▶ **About this exercise**
Output must match the data below exactly from its first line through the line that contains "for r in results.iter().filter(|r|", with no other line.

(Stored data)
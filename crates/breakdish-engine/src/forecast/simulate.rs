// Monte Carlo season projection.
//
// Each iteration starts from the current table, plays every remaining
// fixture by sampling win/draw/loss from the match predictor, and records
// where each team finished. The random source is always passed in, so a
// seeded generator reproduces a run bit for bit.

use std::collections::{BTreeMap, HashMap};
use std::sync::atomic::{AtomicBool, Ordering};

use breakdish_core::config::EngineConfig;
use breakdish_core::model::{normalize_name, Fixture, LockedResult, MatchResult, Standing};
use rand::rngs::StdRng;
use rand::{Rng, SeedableRng};
use serde::Serialize;
use tracing::{debug, info, warn};

use crate::error::EngineError;
use crate::forecast::predict::outcome_probabilities;

// ---------------------------------------------------------------------------
// League points rule
// ---------------------------------------------------------------------------

pub const HOME_WIN_POINTS: u32 = 2;
pub const DRAW_POINTS: u32 = 1;
pub const AWAY_WIN_POINTS: u32 = 3;

/// Points (home, away) earned for a final score.
pub fn match_points(home_score: u32, away_score: u32) -> (u32, u32) {
    if home_score > away_score {
        (HOME_WIN_POINTS, 0)
    } else if home_score < away_score {
        (0, AWAY_WIN_POINTS)
    } else {
        (DRAW_POINTS, DRAW_POINTS)
    }
}

/// Build the league table from league results (cup results are ignored).
/// Ordered by points, then frame difference, then name.
pub fn standings_from_results(results: &[MatchResult]) -> Vec<Standing> {
    let mut table: BTreeMap<String, Standing> = BTreeMap::new();
    for r in results.iter().filter(|r| !r.cup) {
        let (hp, ap) = match_points(r.home_score, r.away_score);
        for (team, pts, ff, fa) in [
            (&r.home_team, hp, r.home_score, r.away_score),
            (&r.away_team, ap, r.away_score, r.home_score),
        ] {
            let row = table
                .entry(normalize_name(team))
                .or_insert_with(|| Standing::new(team, 0));
            row.played += 1;
            row.points += pts;
            row.frames_for += ff;
            row.frames_against += fa;
        }
    }
    let mut rows: Vec<Standing> = table.into_values().collect();
    rows.sort_by(|a, b| {
        b.points
            .cmp(&a.points)
            .then_with(|| b.frame_difference().cmp(&a.frame_difference()))
            .then_with(|| normalize_name(&a.team).cmp(&normalize_name(&b.team)))
    });
    rows
}

// ---------------------------------------------------------------------------
// Inputs and outputs
// ---------------------------------------------------------------------------

#[derive(Debug, Clone, Default, PartialEq)]
pub struct SimulationInput {
    pub fixtures: Vec<Fixture>,
    pub standings: Vec<Standing>,
    /// Team strengths (0-1) keyed by team name.
    pub strengths: BTreeMap<String, f64>,
    /// What-if results pinned for specific remaining fixtures.
    pub locked: Vec<LockedResult>,
}

#[derive(Debug, Clone, PartialEq, Serialize)]
pub struct SimulationResult {
    pub team: String,
    pub current_pts: u32,
    pub avg_pts: f64,
    /// Percent of runs finishing first.
    pub p_title: f64,
    pub p_top2: f64,
    pub p_bot2: f64,
}

/// A remaining fixture resolved to table indices and outcome bands.
struct SampledFixture {
    home: usize,
    away: usize,
    p_home: f64,
    p_home_or_draw: f64,
}

// ---------------------------------------------------------------------------
// Core run
// ---------------------------------------------------------------------------

/// Simulate the rest of the season `iterations` times.
///
/// Fails only on malformed input: nothing to simulate, or a fixture naming a
/// team that is not in the standings. When `cancel` is set between
/// iterations the run stops with `Cancelled` and no partial result.
pub fn run_simulation<R: Rng + ?Sized>(
    input: &SimulationInput,
    iterations: usize,
    cfg: &EngineConfig,
    rng: &mut R,
    cancel: Option<&AtomicBool>,
) -> Result<Vec<SimulationResult>, EngineError> {
    if input.fixtures.is_empty() && input.standings.is_empty() {
        return Err(EngineError::EmptySimulation);
    }
    let iterations = iterations.max(1);

    let index: HashMap<String, usize> = input
        .standings
        .iter()
        .enumerate()
        .map(|(i, s)| (normalize_name(&s.team), i))
        .collect();
    let resolve = |home: &str, away: &str| -> Result<(usize, usize), EngineError> {
        match (index.get(&normalize_name(home)), index.get(&normalize_name(away))) {
            (Some(&h), Some(&a)) => Ok((h, a)),
            _ => Err(EngineError::UnresolvedFixture {
                home: home.to_string(),
                away: away.to_string(),
            }),
        }
    };

    let strengths: HashMap<String, f64> = input
        .strengths
        .iter()
        .map(|(t, s)| (normalize_name(t), *s))
        .collect();
    let strength_of = |team: &str| -> f64 {
        strengths.get(&normalize_name(team)).copied().unwrap_or_else(|| {
            warn!("no strength for {}, using the prior mean", team);
            cfg.ratings.prior_mean
        })
    };

    // Pinned results are applied once, up front, and never sampled.
    let mut base_points: Vec<u32> = input.standings.iter().map(|s| s.points).collect();
    let mut frame_diff: Vec<i64> = input.standings.iter().map(|s| s.frame_difference()).collect();
    let mut sampled = Vec::with_capacity(input.fixtures.len());
    for fixture in &input.fixtures {
        let (h, a) = resolve(&fixture.home, &fixture.away)?;
        if let Some(lock) = input.locked.iter().find(|l| l.matches(fixture)) {
            let (hp, ap) = match_points(lock.home_score, lock.away_score);
            base_points[h] += hp;
            base_points[a] += ap;
            let margin = lock.home_score as i64 - lock.away_score as i64;
            frame_diff[h] += margin;
            frame_diff[a] -= margin;
            continue;
        }
        let (p_home, p_draw, _) =
            outcome_probabilities(strength_of(&fixture.home), strength_of(&fixture.away), &cfg.prediction);
        sampled.push(SampledFixture {
            home: h,
            away: a,
            p_home,
            p_home_or_draw: p_home + p_draw,
        });
    }
    for lock in &input.locked {
        if !input.fixtures.iter().any(|f| lock.matches(f)) {
            warn!(
                "locked result {} v {} matches no remaining fixture; ignored",
                lock.home, lock.away
            );
        }
    }

    let n = input.standings.len();
    let mut total_points = vec![0u64; n];
    let mut titles = vec![0u64; n];
    let mut top2 = vec![0u64; n];
    let mut bot2 = vec![0u64; n];
    let mut points = vec![0u32; n];
    let mut order: Vec<(u32, i64, u64, usize)> = Vec::with_capacity(n);

    debug!(
        "simulating {} fixtures ({} locked) for {} teams x {} iterations",
        sampled.len(),
        input.fixtures.len() - sampled.len(),
        n,
        iterations
    );

    for _ in 0..iterations {
        if cancel.is_some_and(|c| c.load(Ordering::Relaxed)) {
            info!("season simulation cancelled; discarding partial results");
            return Err(EngineError::Cancelled);
        }

        points.copy_from_slice(&base_points);
        for f in &sampled {
            let u: f64 = rng.gen();
            if u < f.p_home {
                points[f.home] += HOME_WIN_POINTS;
            } else if u < f.p_home_or_draw {
                points[f.home] += DRAW_POINTS;
                points[f.away] += DRAW_POINTS;
            } else {
                points[f.away] += AWAY_WIN_POINTS;
            }
        }

        // Points, then known frame difference; teams still level are
        // separated by a fresh random key each run.
        order.clear();
        for (i, &p) in points.iter().enumerate() {
            order.push((p, frame_diff[i], rng.gen::<u64>(), i));
        }
        order.sort_by(|a, b| {
            b.0.cmp(&a.0)
                .then_with(|| b.1.cmp(&a.1))
                .then_with(|| a.2.cmp(&b.2))
        });

        for (rank, &(p, _, _, i)) in order.iter().enumerate() {
            total_points[i] += p as u64;
            if rank == 0 {
                titles[i] += 1;
            }
            if rank < 2 {
                top2[i] += 1;
            }
            if rank + 2 >= n {
                bot2[i] += 1;
            }
        }
    }

    let runs = iterations as f64;
    let mut results: Vec<SimulationResult> = input
        .standings
        .iter()
        .enumerate()
        .map(|(i, s)| SimulationResult {
            team: s.team.clone(),
            current_pts: s.points,
            avg_pts: total_points[i] as f64 / runs,
            p_title: titles[i] as f64 * 100.0 / runs,
            p_top2: top2[i] as f64 * 100.0 / runs,
            p_bot2: bot2[i] as f64 * 100.0 / runs,
        })
        .collect();
    results.sort_by(|a, b| {
        b.avg_pts
            .partial_cmp(&a.avg_pts)
            .unwrap_or(std::cmp::Ordering::Equal)
            .then_with(|| b.p_title.partial_cmp(&a.p_title).unwrap_or(std::cmp::Ordering::Equal))
            .then_with(|| normalize_name(&a.team).cmp(&normalize_name(&b.team)))
    });
    Ok(results)
}

/// Bit-reproducible run from a fixed seed.
pub fn run_seeded(
    input: &SimulationInput,
    iterations: usize,
    seed: u64,
    cfg: &EngineConfig,
) -> Result<Vec<SimulationResult>, EngineError> {
    let mut rng = StdRng::seed_from_u64(seed);
    run_simulation(input, iterations, cfg, &mut rng, None)
}

// ---------------------------------------------------------------------------
// Stateful wrapper
// ---------------------------------------------------------------------------

#[derive(Debug, Clone, PartialEq, Eq)]
pub enum SimulationState {
    Idle,
    Simulating,
    Complete,
    /// Malformed input; carries the reason.
    Failed(String),
}

/// Tracks one simulation's lifecycle: Idle -> Simulating -> Complete | Failed.
/// A cancelled run returns to Idle.
#[derive(Debug)]
pub struct SeasonSimulator {
    config: EngineConfig,
    state: SimulationState,
}

impl SeasonSimulator {
    pub fn new(config: EngineConfig) -> Self {
        SeasonSimulator {
            config,
            state: SimulationState::Idle,
        }
    }

    pub fn state(&self) -> &SimulationState {
        &self.state
    }

    /// Run with the configured iteration count. Uses the configured seed
    /// when one is set, otherwise the supplied generator.
    pub fn run<R: Rng + ?Sized>(
        &mut self,
        input: &SimulationInput,
        rng: &mut R,
        cancel: Option<&AtomicBool>,
    ) -> Result<Vec<SimulationResult>, EngineError> {
        self.state = SimulationState::Simulating;
        let iterations = self.config.simulation.iterations;
        let outcome = match self.config.simulation.seed {
            Some(seed) => {
                let mut seeded = StdRng::seed_from_u64(seed);
                run_simulation(input, iterations, &self.config, &mut seeded, cancel)
            }
            None => run_simulation(input, iterations, &self.config, rng, cancel),
        };
        self.state = match &outcome {
            Ok(_) => SimulationState::Complete,
            Err(EngineError::Cancelled) => SimulationState::Idle,
            Err(e) => SimulationState::Failed(e.to_string()),
        };
        outcome
    }
}

// ---------------------------------------------------------------------------
// Tests
// ---------------------------------------------------------------------------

▶ **Exercise solution**
filename crates/breakdish-engine/src/forecast/simulate.rs
// Monte Carlo season projection.
//
// Each iteration starts from the current table, plays every remaining
// fixture by sampling win/draw/loss from the match predictor, and records
// where each team finished. The random source is always passed in, so a
// seeded generator reproduces a run bit for bit.

use std::collections::{BTreeMap, HashMap};
use std::sync::atomic::{AtomicBool, Ordering};

use breakdish_core::config::EngineConfig;
use breakdish_core::model::{normalize_name, Fixture, LockedResult, MatchResult, Standing};
use rand::rngs::StdRng;
use rand::{Rng, SeedableRng};
use serde::Serialize;
use tracing::{debug, info, warn};

use crate::error::EngineError;
use crate::forecast::predict::outcome_probabilities;

// ---------------------------------------------------------------------------
// League points rule
// ---------------------------------------------------------------------------

pub const HOME_WIN_POINTS: u32 = 2;
pub const DRAW_POINTS: u32 = 1;
pub const AWAY_WIN_POINTS: u32 = 3;

/// Points (home, away) earned for a final score.
pub fn match_points(home_score: u32, away_score: u32) -> (u32, u32) {
    if home_score > away_score {
        (HOME_WIN_POINTS, 0)
    } else if home_score < away_score {
        (0, AWAY_WIN_POINTS)
    } else {
        (DRAW_POINTS, DRAW_POINTS)
    }
}

/// Build the league table from league results (cup results are ignored).
/// Ordered by points, then frame difference, then name.
pub fn standings_from_results(results: &[MatchResult]) -> Vec<Standing> {
    let mut table: BTreeMap<String, Standing> = BTreeMap::new();
    for r in results.iter().filter(|r| !r.cup) {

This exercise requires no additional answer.